◆ BRIEF: The expected output is the first line of the data below and every line after it, up to and including the line containing "survives process restarts", each reproduced exactly.

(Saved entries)
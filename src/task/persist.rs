//! Durable key-value persistence for the task collection
//!
//! The whole collection is serialized under one fixed key and replaced
//! wholesale on every mutation — no incremental diffing.

use std::fs;
use std::path::PathBuf;

use crate::Result;

/// Fixed key the task collection is stored under
pub const TASKS_KEY: &str = "tasks";

/// A durable key-value store that survives process restarts
pub trait StateStore: Send {
    /// Load the value stored under `key`, or `None` if absent
    ///
    /// # Errors
    ///
    /// Returns an error if the backing store cannot be read.
    fn load(&self, key: &str) -> Result<Option<String>>;

    /// Replace the value stored under `key`
    ///
    /// # Errors
    ///
    /// Returns an error if the backing store cannot be written.
    fn save(&self, key: &str, value: &str) -> Result<()>;
}

/// File-backed store: one JSON document per key in a data directory
pub struct JsonFileStore {
    dir: PathBuf,
}

impl JsonFileStore {
    /// Create a store rooted at `dir`, creating the directory if needed
    ///
    /// # Errors
    ///
    /// Returns an error if the directory cannot be created.
    pub fn new(dir: impl Into<PathBuf>) -> Result<Self> {
        let dir = dir.into();
        fs::create_dir_all(&dir)?;
        Ok(Self { dir })
    }

    fn key_path(&self, key: &str) -> PathBuf {
        self.dir.join(format!("{key}.json"))
    }
}

impl StateStore for JsonFileStore {
    fn load(&self, key: &str) -> Result<Option<String>> {
        let path = self.key_path(key);
        if !path.exists() {
            return Ok(None);
        }
        let content = fs::read_to_string(&path)?;
        Ok(Some(content))
    }

    fn save(&self, key: &str, value: &str) -> Result<()> {
        let path = self.key_path(key);
        fs::write(&path, value)?;
        tracing::debug!(path = %path.display(), bytes = value.len(), "state saved");
        Ok(())
    }
}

◆ REPLY:
filename src/task/persist.rs
//! Durable key-value persistence for the task collection
//!
//! The whole collection is serialized under one fixed key and replaced
//! wholesale on every mutation — no incremental diffing.

use std::fs;
use std::path::PathBuf;

use crate::Result;

/// Fixed key the task collection is stored under
pub const TASKS_KEY: &str = "tasks";

/// A durable key-value store that survives process restarts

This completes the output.